Recorded data: Begin

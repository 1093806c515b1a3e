// ********* Table data structures ***********

use std::collections::BTreeMap;
use std::error::Error;
use std::fmt::Display;

/// A join key after normalization.
///
/// All the tables merged in one analysis must produce their keys through a
/// [`crate::keys::KeySpec`] so that they agree on padding, case and district
/// numbering.
#[derive(Eq, PartialEq, Debug, Clone, Hash, Ord, PartialOrd)]
pub struct CanonicalKey(pub String);

impl CanonicalKey {
    pub fn as_str(&self) -> &str {
        self.0.as_str()
    }
}

impl Display for CanonicalKey {
    fn fmt(&self, f: &mut std::fmt::Formatter<'_>) -> std::fmt::Result {
        write!(f, "{}", self.0)
    }
}

/// The content of one column for one row.
#[derive(PartialEq, Debug, Clone)]
pub enum Cell {
    Number(f64),
    Text(String),
    /// No value for this key in this column. Outer joins use it for the
    /// tables that do not contain a key.
    Missing,
}

impl Cell {
    pub fn as_number(&self) -> Option<f64> {
        match self {
            Cell::Number(x) => Some(*x),
            _ => None,
        }
    }

    pub fn as_text(&self) -> Option<&str> {
        match self {
            Cell::Text(s) => Some(s.as_str()),
            _ => None,
        }
    }

    pub fn is_missing(&self) -> bool {
        matches!(self, Cell::Missing)
    }
}

impl Display for Cell {
    fn fmt(&self, f: &mut std::fmt::Formatter<'_>) -> std::fmt::Result {
        match self {
            Cell::Number(x) => write!(f, "{}", x),
            Cell::Text(s) => write!(f, "{}", s),
            Cell::Missing => Ok(()),
        }
    }
}

/// A table of results keyed by canonical key.
///
/// Rows are kept sorted by key. Every row holds exactly one cell per column.
#[derive(PartialEq, Debug, Clone)]
pub struct Table {
    pub name: String,
    pub columns: Vec<String>,
    pub rows: BTreeMap<CanonicalKey, Vec<Cell>>,
}

impl Table {
    pub fn new(name: &str, columns: &[String]) -> Table {
        Table {
            name: name.to_string(),
            columns: columns.to_vec(),
            rows: BTreeMap::new(),
        }
    }

    pub fn len(&self) -> usize {
        self.rows.len()
    }

    pub fn is_empty(&self) -> bool {
        self.rows.is_empty()
    }

    pub fn column_index(&self, column: &str) -> Result<usize, DataErrors> {
        self.columns
            .iter()
            .position(|c| c == column)
            .ok_or_else(|| DataErrors::UnknownColumn {
                table: self.name.clone(),
                column: column.to_string(),
            })
    }

    pub fn get(&self, key: &CanonicalKey, column: &str) -> Result<&Cell, DataErrors> {
        let idx = self.column_index(column)?;
        let row = self
            .rows
            .get(key)
            .ok_or_else(|| DataErrors::UnknownKey {
                table: self.name.clone(),
                key: key.clone(),
            })?;
        Ok(&row[idx])
    }

    /// All the cells of one column, in key order.
    pub fn column(&self, column: &str) -> Result<Vec<(&CanonicalKey, &Cell)>, DataErrors> {
        let idx = self.column_index(column)?;
        Ok(self.rows.iter().map(|(k, row)| (k, &row[idx])).collect())
    }

    /// Appends a derived column. The cells are given in key order.
    pub fn push_column(&mut self, column: &str, cells: Vec<Cell>) -> Result<(), DataErrors> {
        if self.columns.iter().any(|c| c == column) {
            return Err(DataErrors::DuplicateColumn {
                table: self.name.clone(),
                column: column.to_string(),
            });
        }
        if cells.len() != self.rows.len() {
            return Err(DataErrors::LengthMismatch {
                expected: self.rows.len(),
                found: cells.len(),
            });
        }
        self.columns.push(column.to_string());
        for (row, cell) in self.rows.values_mut().zip(cells) {
            row.push(cell);
        }
        Ok(())
    }
}

/// How rows without a match in every table are treated.
#[derive(Eq, PartialEq, Debug, Clone, Copy)]
pub enum JoinKind {
    /// Keep only the keys present in all the tables.
    Inner,
    /// Keep all the keys. The absent side is filled with `Cell::Missing`.
    Outer,
}

// ******** Derived values *********

/// The two main parties, as reported in result feeds.
#[derive(Eq, PartialEq, Debug, Clone, Copy, Hash, Ord, PartialOrd)]
pub enum Party {
    Democrat,
    Republican,
}

impl Party {
    /// Reads the party labels found in the feeds ("democrat", "DEM", "D", ...).
    pub fn parse(label: &str) -> Option<Party> {
        match label.trim().to_lowercase().as_str() {
            "democrat" | "democratic" | "dem" | "d" => Some(Party::Democrat),
            "republican" | "rep" | "gop" | "r" => Some(Party::Republican),
            _ => None,
        }
    }

    pub fn label(&self) -> &'static str {
        match self {
            Party::Democrat => "democrat",
            Party::Republican => "republican",
        }
    }
}

/// Outcome of a two-way contest.
#[derive(Eq, PartialEq, Debug, Clone, Copy, Hash)]
pub enum Winner {
    Democrat,
    Republican,
    /// Equal totals. Also used for races that are not called yet.
    Tie,
}

impl Winner {
    pub fn label(&self) -> &'static str {
        match self {
            Winner::Democrat => "democrat",
            Winner::Republican => "republican",
            Winner::Tie => "uncalled",
        }
    }

    pub fn party(&self) -> Option<Party> {
        match self {
            Winner::Democrat => Some(Party::Democrat),
            Winner::Republican => Some(Party::Republican),
            Winner::Tie => None,
        }
    }
}

/// Agreement between the presidential and house results of one district.
#[derive(Eq, PartialEq, Debug, Clone, Copy, Hash)]
pub enum Concordance {
    ConcordantDemocrat,
    ConcordantRepublican,
    /// Republican presidential winner, Democratic house winner.
    SplitRepublicanPresident,
    /// Democratic presidential winner, Republican house winner.
    SplitDemocratPresident,
    Unavailable,
}

impl Concordance {
    /// The map color code historically used for each category.
    pub fn code(&self) -> &'static str {
        match self {
            Concordance::ConcordantDemocrat => "b",
            Concordance::ConcordantRepublican => "r",
            Concordance::SplitRepublicanPresident => "c",
            Concordance::SplitDemocratPresident => "m",
            Concordance::Unavailable => "gray",
        }
    }
}

/// Result of a degree-1 least squares fit.
#[derive(PartialEq, Debug, Clone, Copy)]
pub struct LinearFit {
    pub intercept: f64,
    pub slope: f64,
}

impl LinearFit {
    pub fn predict(&self, x: f64) -> f64 {
        self.intercept + self.slope * x
    }
}

/// Descriptive statistics of one column.
#[derive(PartialEq, Debug, Clone)]
pub struct Summary {
    pub count: usize,
    pub mean: f64,
    /// Sample standard deviation. Not defined for a single value.
    pub std: Option<f64>,
    pub min: f64,
    pub max: f64,
    pub percentiles: Vec<(f64, f64)>,
}

// ******** Errors *********

/// Errors raised while normalizing, assembling or analysing tables.
#[derive(PartialEq, Debug, Clone)]
pub enum DataErrors {
    /// A raw key could not be mapped by a rule.
    InvalidKey { rule: String, value: String },
    /// The key specification did not receive one value per part.
    KeyArity { expected: usize, found: usize },
    UnknownColumn { table: String, column: String },
    UnknownKey { table: String, key: CanonicalKey },
    DuplicateColumn { table: String, column: String },
    /// Two different values were written into the same cell.
    ConflictingCell {
        table: String,
        key: CanonicalKey,
        column: String,
    },
    LengthMismatch { expected: usize, found: usize },
    NoTables,
    /// The numeric preconditions of a statistic were not met.
    Degenerate { statistic: &'static str, reason: String },
}

impl Error for DataErrors {}

impl Display for DataErrors {
    fn fmt(&self, f: &mut std::fmt::Formatter<'_>) -> std::fmt::Result {
        match self {
            DataErrors::InvalidKey { rule, value } => {
                write!(f, "key rule {} cannot normalize {:?}", rule, value)
            }
            DataErrors::KeyArity { expected, found } => {
                write!(f, "expected {} key parts, found {}", expected, found)
            }
            DataErrors::UnknownColumn { table, column } => {
                write!(f, "table {}: no column named {:?}", table, column)
            }
            DataErrors::UnknownKey { table, key } => {
                write!(f, "table {}: no row with key {}", table, key)
            }
            DataErrors::DuplicateColumn { table, column } => {
                write!(f, "table {}: column {:?} already exists", table, column)
            }
            DataErrors::ConflictingCell { table, key, column } => write!(
                f,
                "table {}: conflicting values for key {} in column {:?}",
                table, key, column
            ),
            DataErrors::LengthMismatch { expected, found } => {
                write!(f, "expected {} values, found {}", expected, found)
            }
            DataErrors::NoTables => write!(f, "no table to join"),
            DataErrors::Degenerate { statistic, reason } => {
                write!(f, "cannot compute {}: {}", statistic, reason)
            }
        }
    }
}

Recorded data: End

» **Task description**
Work out how many lines contain the word "reason" in the records, and answer with the number only.

» **Exercise solution**
3